In 1501 Pope Alexander VI united the nuns of the Monastery of the Holy Faith, which Beatrice had founded, with the neighboring Benedictine Monastery of San Pedro de las Duenas, and put them all under the Rule of St. Clare. Through this, the order became connected with the Franciscans. Pope Julius II gave the new order a rule of life of its own in 1511, and in 1516 special constitutions were drawn up for the new order by the Franciscan Cardinal Francisco de Quiñones, who resolved some ongoing tensions between the nuns of Santa Fe and the former Benedictine nuns who had been fused into the order, establishing the community as the Monastery of the Immaculate Conception.
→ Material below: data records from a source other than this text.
//! Interactive foreground loop.
//!
//! Input lines arrive from a dedicated stdin thread and worker results from the
//! `ActionWorker`; both are multiplexed with `crossbeam_channel::select!`, so the
//! prompt stays responsive while requests are in flight.
use std::io::{self, BufRead, Write};
use std::sync::Arc;
use std::sync::atomic::{AtomicBool, Ordering};
use std::thread;
use std::time::Duration;

use crossbeam_channel::{Receiver, RecvTimeoutError, Sender, select};
use log::{debug, error, info};
use policy_common::Result;

use crate::app::App;
use crate::model::action::WorkerEvent;
use crate::transport::Transport;
use crate::view;

/// How often the loop wakes up to check the shutdown flag.
const POLL_INTERVAL_MS: u64 = 200;

/// Spawns a thread forwarding stdin lines to `tx`; the channel closes on EOF.
pub fn spawn_stdin_reader(tx: Sender<String>) -> Result<()> {
    thread::Builder::new()
        .name("stdin-reader".to_string())
        .spawn(move || {
            let stdin = io::stdin();
            for line in stdin.lock().lines() {
                match line {
                    Ok(line) => {
                        if tx.send(line).is_err() {
                            break;
                        }
                    }
                    Err(e) => {
                        error!("Failed to read console input: {}", e);
                        break;
                    }
                }
            }
            debug!("stdin reader stopping...");
        })?;
    Ok(())
}

/// Runs the console until `quit`, end of input, or `shutdown` is set.
pub fn run<T: Transport + 'static>(
    mut app: App<T>,
    input_rx: Receiver<String>,
    event_rx: Receiver<WorkerEvent>,
    shutdown: Arc<AtomicBool>,
) -> Result<()> {
    let poll = Duration::from_millis(POLL_INTERVAL_MS);
    let mut stdout = io::stdout();

    print_lines(&mut stdout, &[view::login_banner(app.base_url())])?;
    prompt(&mut stdout, &app)?;

    while !shutdown.load(Ordering::Relaxed) {
        select! {
            recv(input_rx) -> line => match line {
                Ok(line) => {
                    let out = app.handle_line(&line);
                    print_lines(&mut stdout, &out)?;
                    if app.should_quit() {
                        break;
                    }
                    prompt(&mut stdout, &app)?;
                }
                Err(_) => {
                    info!("Console input closed");
                    drain_events(&mut app, &event_rx, &shutdown, &mut stdout)?;
                    break;
                }
            },
            recv(event_rx) -> event => if let Ok(event) = event {
                show_event(&mut app, event, &mut stdout)?;
            },
            default(poll) => {}
        }
    }
    info!("Console loop stopping...");
    Ok(())
}

/// Reports worker results still owed after input has closed.
///
/// Returns once nothing is pending and the channel is empty, the channel is
/// disconnected, or `shutdown` is set. Results may dispatch follow-up work
/// (a login triggers the holdings fetch); that is waited for too.
fn drain_events<T: Transport + 'static>(
    app: &mut App<T>,
    event_rx: &Receiver<WorkerEvent>,
    shutdown: &AtomicBool,
    out: &mut impl Write,
) -> Result<()> {
    let poll = Duration::from_millis(POLL_INTERVAL_MS);
    while !shutdown.load(Ordering::Relaxed) {
        match event_rx.recv_timeout(poll) {
            Ok(event) => show_event(app, event, out)?,
            Err(RecvTimeoutError::Timeout) => {
                if !app.has_pending() && event_rx.is_empty() {
                    break;
                }
                debug!("Waiting for outstanding requests...");
            }
            Err(RecvTimeoutError::Disconnected) => break,
        }
    }
    Ok(())
}

fn show_event<T: Transport + 'static>(
    app: &mut App<T>,
    event: WorkerEvent,
    out: &mut impl Write,
) -> Result<()> {
    let lines = app.handle_event(event);
    writeln!(out)?;
    print_lines(out, &lines)?;
    prompt(out, app)
}

fn print_lines(out: &mut impl Write, lines: &[String]) -> Result<()> {
    for line in lines {
        writeln!(out, "{}", line)?;
    }
    Ok(())
}

fn prompt<T: Transport + 'static>(out: &mut impl Write, app: &App<T>) -> Result<()> {
    write!(out, "{}> ", app.prompt())?;
    out.flush()?;
    Ok(())
}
A second monastery was founded in 1507 at Torrigo, from which, in turn, were established seven others. The order soon spread through Portugal, Spain, and their colonies in South America—as early as 1540, as well as in Italy, and France. (Note: The Brazilian community would later separate from the monastic Order and become the Missionary Sisters of the Immaculate Conception of the Mother of God, belonging to the Third Order Regular of St. Francis.) At its height, there were some 200 monasteries of the order throughout the world.

==Veneration==
Beatrice de Menezes da Silva was beatified on 28 July 1926 by Pope Pius XI. The cause for her sainthood was opened on 26 February 1950, and she was canonized by Pope Paul VI in 1976. Her feast day is celebrated by both by the Conceptionist nuns and the Franciscan Order and in Spain on 1 September, but in 2012 was transferred to 17 August for Portugal.